Le respect du paquet «énergie climat» impose des objectifs de réduction des émissions de gaz à effet de serre de 20% à l’horizon 2020 et François Hollande s’est fixé comme objectif de parvenir à un accord global sur le climat en 2015 avec une position plus ambitieuse de 40% en 2030, puis de 60% en 2040. Or, en cumulant les émissions de gaz à effet de serre lors de la combustion du méthane extrait des couches de charbon souterrain, toutes les étapes d’extraction ainsi que les fuites et les émissions fugitives de gaz imputables à l’exploration et aux forages, le bilan carbone de l’exploitation du gaz de couche pourrait être aussi néfaste pour le climat que l’extraction et la combustion du charbon. L’expérience américaine nous indique en effet que l’exploitation des gaz non conventionnels provoque de 3,5 à 8% de fuite de méthane. Or, il est acquis qu’à partir 3% de fuite, le bilan carbone de l’exploitation des gaz non conventionnels est plus lourd que le bilan carbone de l’exploitation du charbon.
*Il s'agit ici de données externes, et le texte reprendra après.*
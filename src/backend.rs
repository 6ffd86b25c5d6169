//! The backend capability consumed by the server.
//!
//! A backend owns the application data (coils, registers, identification
//! strings) and the connection policy. The server invokes it from its
//! processing tasks, so implementations must stay responsive: a callback
//! that blocks for more than a few milliseconds stalls the connection it
//! runs on.
//!
//! Every data operation defaults to `Exception(IllegalFunction)`, so an
//! unconfigured backend produces correct Modbus exceptions instead of
//! native errors. Returning any other [`ModbusException`] from a data
//! operation serializes that code into the response; returning a native
//! error aborts the dispatch and closes the connection.

use async_trait::async_trait;
use std::net::SocketAddr;

use crate::error::{ModbusError, ModbusException, ModbusResult};
use crate::{PRODUCT_NAME, VENDOR, VERSION};

/// Opaque identifier of an accepted client connection.
///
/// Minted by the server on accept; used to correlate
/// [`disconnect`](ModbusBackend::disconnect) and
/// `close_client_connection` calls with a connection.
pub type ClientId = u64;

/// The three basic device identification objects (function 0x2B).
#[derive(Debug, Clone, PartialEq, Eq)]
pub struct DeviceIdentification {
    pub vendor: String,
    pub product: String,
    pub version: String,
}

impl Default for DeviceIdentification {
    fn default() -> Self {
        Self {
            vendor: VENDOR.to_string(),
            product: PRODUCT_NAME.to_string(),
            version: VERSION.to_string(),
        }
    }
}

/// Server backend: application storage and connection policy.
#[async_trait]
pub trait ModbusBackend: Send + Sync {
    /// Invoked once per accepted TCP connection before any traffic.
    /// Returning `false` closes the connection immediately.
    async fn authorize(&self, _id: ClientId, _remote_addr: &SocketAddr) -> bool {
        true
    }

    /// Invoked after the connection ends, for whatever reason.
    async fn disconnect(&self, _id: ClientId) {}

    /// Invoked after each successfully processed request.
    async fn alive(&self, _id: ClientId) {}

    /// Invoked approximately once per second while the server runs.
    ///
    /// May be used to implement per-client inactivity policies or health
    /// monitoring.
    async fn ticker(&self) {}

    async fn read_coils(&self, _addr: u16, _cnt: u16) -> ModbusResult<Vec<bool>> {
        Err(ModbusError::exception(ModbusException::IllegalFunction))
    }

    async fn read_discrete_inputs(&self, _addr: u16, _cnt: u16) -> ModbusResult<Vec<bool>> {
        Err(ModbusError::exception(ModbusException::IllegalFunction))
    }

    async fn read_holding_registers(&self, _addr: u16, _cnt: u16) -> ModbusResult<Vec<u16>> {
        Err(ModbusError::exception(ModbusException::IllegalFunction))
    }

    async fn read_input_registers(&self, _addr: u16, _cnt: u16) -> ModbusResult<Vec<u16>> {
        Err(ModbusError::exception(ModbusException::IllegalFunction))
    }

    async fn write_coils(&self, _addr: u16, _bits: &[bool]) -> ModbusResult<()> {
        Err(ModbusError::exception(ModbusException::IllegalFunction))
    }

    async fn write_holding_registers(&self, _addr: u16, _regs: &[u16]) -> ModbusResult<()> {
        Err(ModbusError::exception(ModbusException::IllegalFunction))
    }

    /// Write `regs` at `wr_addr`, then read `rd_cnt` registers at
    /// `rd_addr`, as one atomic operation.
    async fn write_read_holding_registers(
        &self,
        _wr_addr: u16,
        _regs: &[u16],
        _rd_addr: u16,
        _rd_cnt: u16,
    ) -> ModbusResult<Vec<u16>> {
        Err(ModbusError::exception(ModbusException::IllegalFunction))
    }

    async fn get_basic_device_identification(&self) -> ModbusResult<DeviceIdentification> {
        Err(ModbusError::exception(ModbusException::IllegalFunction))
    }
}

/// Backend with nothing configured; every data operation raises
/// `IllegalFunction`.
#[derive(Debug, Default)]
pub struct DefaultBackend;

#[async_trait]
impl ModbusBackend for DefaultBackend {}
La France doit être cohérente dans son action, dans les négociations climatiques internationales autant que dans les choix politiques nationaux. Les industries extractives détruisent les travaux soutenables à long terme alors que leurs gains à court terme sont inférieurs aux risques et pertes à long terme.

 

Motion :

Le Conseil fédéral d’EELV :

  • Ÿ  se positionne contre le recours à une « stimulation » de la roche, qui n’est qu’autre qu’une fracturation « light », en vue d’extraire du gaz de couche ;
  • Ÿ  exige le comblement des lacunes règlementaires permettant le recours à des techniques d’exploration et d’exploitation du gaz de couche dont la sécurité environnementale n’est pas avérée ;
  • Ÿ  apporte son soutien à toutes celles et ceux qui font barrage sur le terrain à l’exploitation d’une nouvelle énergie fossile qui compromet gravement la transition énergétique ainsi que le respect des engagements en matière de réduction d’émissions de gaz à effet de serre ;
  • Ÿ  appelle les membres et élu-e-s d’EELV, à tous niveaux, à interpeller  d’une part l’ensemble des têtes de listes aux prochaines municipales sur les territoires concernés, et d’autre part le Ministre de l’Ecologie, du Développement durable et de l’Energie sur ses engagements et le cadre règlementaire et sur la nécessité d’interdire l’exploration et à l’exploitation des gaz de couche, quel que soit le nom de la méthode employée.

Unanimité pour


[1]          Les Etats-Unis, l’Australie et le Canada, les 3 principaux producteurs de gaz de couche, recourent de manière quasi systématique à la fracturation hydraulique.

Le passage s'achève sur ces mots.